ON THIS 25TH ANNIVERSARY of the Education Reform Act of 1993, the education reform effort in Massachusetts is divided, exhausted and directionless. Given the unrelenting pressure from global competition and the large gaps in achievement which remain, our leaders must find a way to rejuvenate improvement efforts. However, given the divisions among us, we should stay clear of any single “big-idea” policy initiative – such as raising the charter cap or creating new teacher evaluations; rather, we need to recognize that innovation and improvement are best led by those closest to the work: teachers, principals, and local district leaders.

We need to create more opportunities for local change-makers to rally support for their ideas and to get the funding to test them. Moreover, those opportunities need to be provided every year, and not just as a one-time gesture. Here’s a three-part proposal to do so, with safeguards to ensure that state dollars are paying off for children:

The Educators’ Innovation Fund: The state should establish a competitive grant program and invite local practitioners to come forward with their best ideas – such as new models for teachers’ professional development, new ways to use technology to personalize learning or ideas for reducing absenteeism. Applicants would specify the student outcomes they are hoping to improve – such as reducing absenteeism, improving high school graduation or college-going, improving students’ math or reading achievement, etc. To ensure a fair process, the proposals would be reviewed by panels of teachers and educational professionals. The winning proposals would receive up to three years of funding.

Here’s an important caveat: The size of each pilot would be no larger than necessary to discern impacts on student outcomes (e.g., 100 classrooms receiving the treatment and 100 comparison classrooms). It would be foolish to scale up any proposal more broadly – until there’s better evidence that it pays off for children.

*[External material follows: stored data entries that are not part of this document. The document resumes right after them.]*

//! Lua runtime management.
//!
//! Provides the `LuaRuntime` struct which owns the Lua interpreter state,
//! wires the device registry and socket stack into it, and runs scripts with
//! strict or lenient error handling.

use std::path::{Path, PathBuf};
use std::sync::Arc;

use anyhow::{anyhow, Context, Result};
use mlua::prelude::*;

use super::handle_cache::HandleCache;
use super::primitives;
use crate::config::Config;
use crate::net::{DatagramStack, StdDatagramStack};
use crate::saul::DeviceRegistry;

/// Lua scripting runtime.
///
/// Owns the Lua interpreter state. The state is not `Send`; keep the runtime
/// on the thread that created it.
///
/// # Strict Mode
///
/// With `strict` set (config or `DEVBRIDGE_STRICT=1`), script errors from
/// `load_file` and `load_string` propagate to the caller. Otherwise they are
/// logged and the call returns `Ok(())`.
///
/// # Example
///
/// ```ignore
/// let config = Config::load()?;
/// let runtime = LuaRuntime::from_config(&config)?;
/// runtime.load_string("blink", "saul.Servomotor:write(90)")?;
/// ```
pub struct LuaRuntime {
    /// The Lua interpreter state.
    lua: Lua,
    /// Whether to propagate script errors.
    strict: bool,
    /// Directory for `require` and relative script paths.
    script_dir: Option<PathBuf>,
    /// Devices visible through `saul`.
    registry: Arc<DeviceRegistry>,
    /// Identity cache backing `saul` handles.
    handle_cache: HandleCache,
}

impl std::fmt::Debug for LuaRuntime {
    fn fmt(&self, f: &mut std::fmt::Formatter<'_>) -> std::fmt::Result {
        f.debug_struct("LuaRuntime")
            .field("strict", &self.strict)
            .field("script_dir", &self.script_dir)
            .field("devices", &self.registry.len())
            .field("cached_handles", &self.handle_cache.len())
            .finish_non_exhaustive()
    }
}

impl LuaRuntime {
    /// Create a runtime with primitives registered.
    ///
    /// # Errors
    ///
    /// Returns an error if:
    /// - The handle cache cannot be created
    /// - Primitive registration fails
    /// - `package.path` cannot be updated
    pub fn new(
        config: &Config,
        registry: Arc<DeviceRegistry>,
        stack: Arc<dyn DatagramStack>,
    ) -> Result<Self> {
        let lua = Lua::new();

        let handle_cache =
            HandleCache::new(&lua).map_err(|e| anyhow!("Failed to create handle cache: {e}"))?;

        primitives::register_all(
            &lua,
            Arc::clone(&registry),
            handle_cache.clone(),
            stack,
            &config.board_info(),
        )
        .context("Failed to register Lua primitives")?;

        if let Some(dir) = &config.script_dir {
            Self::setup_package_path(&lua, dir)?;
        }

        log::debug!(
            "Lua runtime created (devices={}, strict={})",
            registry.len(),
            config.strict
        );

        Ok(Self {
            lua,
            strict: config.strict,
            script_dir: config.script_dir.clone(),
            registry,
            handle_cache,
        })
    }

    /// Create a runtime with the configured simulated devices and the host
    /// UDP stack.
    ///
    /// # Errors
    ///
    /// Returns an error if a device entry is invalid or runtime creation fails.
    pub fn from_config(config: &Config) -> Result<Self> {
        let registry = Arc::new(config.build_registry()?);
        Self::new(config, registry, Arc::new(StdDatagramStack::new()))
    }

    /// Configure Lua package.path so `require("foo")` finds
    /// `{dir}/foo.lua` and `{dir}/foo/init.lua`.
    fn setup_package_path(lua: &Lua, dir: &Path) -> Result<()> {
        let package: LuaTable = lua
            .globals()
            .get("package")
            .map_err(|e| anyhow!("Failed to get package table: {e}"))?;

        let current_path: String = package
            .get("path")
            .map_err(|e| anyhow!("Failed to get package.path: {e}"))?;

        let new_path = format!(
            "{path}/?.lua;{path}/?/init.lua;{current}",
            path = dir.display(),
            current = current_path
        );

        package
            .set("path", new_path)
            .map_err(|e| anyhow!("Failed to set package.path: {e}"))?;

        Ok(())
    }

    /// Resolve a script path: as given if it exists, else under `script_dir`.
    fn resolve(&self, path: &Path) -> PathBuf {
        if path.is_relative() && !path.exists() {
            if let Some(dir) = &self.script_dir {
                return dir.join(path);
            }
        }
        path.to_path_buf()
    }

    /// Load and execute a Lua file.
    ///
    /// # Errors
    ///
    /// Returns an error if:
    /// - The file cannot be read
    /// - The Lua code has syntax errors
    /// - The Lua code throws an error during execution
    ///
    /// In strict mode, errors propagate up.
    /// In non-strict mode, errors are logged and `Ok(())` is returned.
    pub fn load_file(&self, path: &Path) -> Result<()> {
        let full_path = self.resolve(path);

        match self.load_file_internal(&full_path) {
            Ok(()) => Ok(()),
            Err(e) => {
                if self.strict {
                    Err(e)
                } else {
                    log::warn!("Lua file error ({}): {}", full_path.display(), e);
                    Ok(())
                }
            }
        }
    }

    /// Internal file loading that always returns errors.
    fn load_file_internal(&self, path: &Path) -> Result<()> {
        let source = std::fs::read_to_string(path)
            .with_context(|| format!("Failed to read Lua file: {}", path.display()))?;

        self.lua
            .load(source.as_str())
            .set_name(format!("@{}", path.display()))
            .exec()
            .map_err(|e| anyhow!("Failed to execute Lua file {}: {}", path.display(), e))?;

        log::debug!("Loaded Lua file: {}", path.display());
        Ok(())
    }

    /// Load and execute Lua code from a string.
    ///
    /// # Errors
    ///
    /// Returns an error if the Lua code fails to parse or execute and the
    /// runtime is strict.
    pub fn load_string(&self, name: &str, source: &str) -> Result<()> {
        match self.load_string_internal(name, source) {
            Ok(()) => Ok(()),
            Err(e) => {
                if self.strict {
                    Err(e)
                } else {
                    log::warn!("Lua error ({}): {}", name, e);
                    Ok(())
                }
            }
        }
    }

    /// Internal string loading that always returns errors.
    fn load_string_internal(&self, name: &str, source: &str) -> Result<()> {
        self.lua
            .load(source)
            .set_name(name)
            .exec()
            .map_err(|e| anyhow!("Failed to execute Lua {}: {}", name, e))?;

        log::debug!("Loaded Lua: {}", name);
        Ok(())
    }

    /// Evaluate a chunk and render its results with `tostring`.
    ///
    /// Expressions are tried first (`1 + 1` yields `["2"]`), then statements.
    /// Errors always propagate, regardless of strict mode.
    pub fn eval(&self, name: &str, source: &str) -> LuaResult<Vec<String>> {
        let values = match self
            .lua
            .load(format!("return {source}"))
            .set_name(name)
            .eval::<LuaMultiValue>()
        {
            Err(LuaError::SyntaxError { .. }) => {
                self.lua.load(source).set_name(name).eval::<LuaMultiValue>()?
            }
            other => other?,
        };

        let tostring: LuaFunction = self.lua.globals().get("tostring")?;
        values
            .into_iter()
            .map(|v| tostring.call::<String>(v))
            .collect()
    }

    /// Run a full garbage collection cycle.
    ///
    /// Handles no longer referenced by any script are evicted from the cache.
    pub fn collect_garbage(&self) -> Result<()> {
        self.lua
            .gc_collect()
            .map_err(|e| anyhow!("Lua garbage collection failed: {e}"))
    }

    /// Whether script errors propagate.
    #[must_use]
    pub fn is_strict(&self) -> bool {
        self.strict
    }

    /// The device registry behind `saul`.
    #[must_use]
    pub fn registry(&self) -> &Arc<DeviceRegistry> {
        &self.registry
    }

    /// The handle cache behind `saul`.
    #[must_use]
    pub fn handle_cache(&self) -> &HandleCache {
        &self.handle_cache
    }

    /// Direct access to the Lua state.
    ///
    /// Use for host-side setup (extra globals, test assertions). Script
    /// execution should go through `load_file`/`load_string` for logging
    /// and strict mode semantics.
    #[must_use]
    pub fn lua(&self) -> &Lua {
        &self.lua
    }
}

#[cfg(test)]
mod tests {
    use std::fs;

    use super::*;

    fn runtime(strict: bool) -> LuaRuntime {
        let config = Config {
            strict,
            ..Config::default()
        };
        LuaRuntime::from_config(&config).expect("Should create runtime")
    }

    #[test]
    fn test_runtime_creation() {
        let rt = runtime(false);
        assert!(!rt.is_strict());
        assert_eq!(rt.registry().len(), 2);

        for global in ["saul", "socket", "sys", "log"] {
            let value: LuaValue = rt.lua().globals().get(global).expect("get global");
            assert!(matches!(value, LuaValue::Table(_)), "{global} should be registered");
        }
    }

    #[test]
    fn test_load_string_success() {
        let rt = runtime(false);
        rt.load_string("test", "answer = 6 * 7").expect("Should execute");
        let answer: i64 = rt.lua().globals().get("answer").expect("answer");
        assert_eq!(answer, 42);
    }

    #[test]
    fn test_non_strict_swallows_errors() {
        let rt = runtime(false);
        rt.load_string("boom", r#"error("boom")"#)
            .expect("non-strict mode should log and continue");
        rt.load_file(Path::new("/nonexistent/devbridge/script.lua"))
            .expect("missing file should only be logged");
    }

    #[test]
    fn test_strict_propagates_errors() {
        let rt = runtime(true);
        let err = rt
            .load_string("boom", r#"error("boom")"#)
            .expect_err("strict mode should propagate");
        assert!(err.to_string().contains("boom"), "{err}");

        let err = rt
            .load_string("contract", "saul.Servomotor:write()")
            .expect_err("contract violation should propagate");
        assert!(err.to_string().contains("contract"), "{err}");
    }

    #[test]
    fn test_load_file_and_require() {
        let dir = tempfile::tempdir().expect("tempdir");
        fs::write(
            dir.path().join("helpers.lua"),
            "return { double = function(x) return x * 2 end }",
        )
        .expect("write module");
        fs::write(
            dir.path().join("main.lua"),
            r#"result = require("helpers").double(21)"#,
        )
        .expect("write script");

        let config = Config {
            strict: true,
            script_dir: Some(dir.path().to_path_buf()),
            ..Config::default()
        };
        let rt = LuaRuntime::from_config(&config).expect("Should create runtime");
        rt.load_file(Path::new("main.lua")).expect("Should run script");
        let result: i64 = rt.lua().globals().get("result").expect("result");
        assert_eq!(result, 42);
    }

    #[test]
    fn test_eval_expressions_and_statements() {
        let rt = runtime(false);
        assert_eq!(rt.eval("repl", "1 + 1").expect("eval"), vec!["2"]);
        assert_eq!(
            rt.eval("repl", "saul.TSL45315").expect("eval"),
            vec!["saul_dev: TSL45315"]
        );
        assert!(rt.eval("repl", "x = 5").expect("eval").is_empty());
        assert_eq!(rt.eval("repl", "x, nil").expect("eval"), vec!["5", "nil"]);
        assert!(rt.eval("repl", "error('nope')").is_err());
    }

    #[test]
    fn test_collect_garbage_evicts_handles() {
        let rt = runtime(false);
        rt.load_string("grab", "local d = saul.TSL45315; d:get_name()")
            .expect("run");
        rt.collect_garbage().expect("gc");
        rt.collect_garbage().expect("gc");
        assert!(rt.handle_cache().is_empty());
    }
}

Shining the Spotlight on Success: The state would contract with a third party to identify a comparison group of schools for each of the funded proposals. The comparison group would have similar demographics and recent trends in achievement to those chosen for funding. (To save costs and ensure fairness, the same evaluator would assess the impact of all the winning proposals.) The contractor would then track the outcomes of the grant recipients, and compare them against the outcomes of the comparison schools/classrooms. At the end of each year, the evaluator would provide a brief report to the state on whether the intended student outcomes improved (or not). At the end of the grant, those interventions which were shown to improve student outcomes would be placed on a list of “effective innovations.”  Each year, the state would invite the grantees to discuss with their peers what they did and what was learned.

The Efficacy Set Aside: The state would set aside a portion of its per-student allocation to districts to be spent on interventions which were demonstrated to improve student outcomes in the state. The amount of the set aside could be set many different ways: a constant value (e.g., $200 of the per student allocation), a percentage of the per student allocation (e.g., 10 percent), or as a share of the increase in spending above a starting year (e.g., 100 percent of any increase above the 2016-17 allocation would have to be spent on “effective innovations.”)

The above proposal would achieve three goals: First, the state would empower the change-makers working inside local agencies, who currently struggle against status quo demands to get their ideas funded. Second, by assessing the impact of those ideas, the state could provide better evidence to guide decisions in districts around the state. Third, by setting aside a portion of state aid for interventions with proof of efficacy, taxpayers would know that their dollars are being used wisely.

This is the same process which has produced sustained progress in our biotech sector. In the pharmaceutical industry, 80 percent of new drugs fail phase II clinical trials designed to test their efficacy. It is just too hard to anticipate the many ways in which an intervention could fail. That simply means that, in order to make sustained progress, we need to test many ideas (not the favored policy initiative of the day), and allow local practitioners to scale up the few that work.

So, over the next 25 years of educational improvement in Massachusetts, let us nurture the ingenuity of educators in traditional district schools and charter schools. At the same time, let’s not abandon what’s been built. Let’s repurpose the data systems which have been used solely for school accountability and compliance, and use them for identifying the most promising local ideas. Rather than lurching to the next “big idea” policy proposal, let’s create a system for soliciting ideas from local change-makers and testing them. That’s been the path toward sustained improvement in fields such as health care and biotechnology. Inevitably, that will be the path to sustained improvement in education as well.

Thomas J. Kane is the Walter H. Gale Professor of Education and Economics at the Harvard Graduate School of Education and faculty director of the Center for Education Policy Research. In addition to leading the $60 million Measures of Effective Teaching Project for the Bill & Melinda Gates Foundation, he has studied a range of education policy topics including college financial aid, community colleges, remedial education and school accountability systems.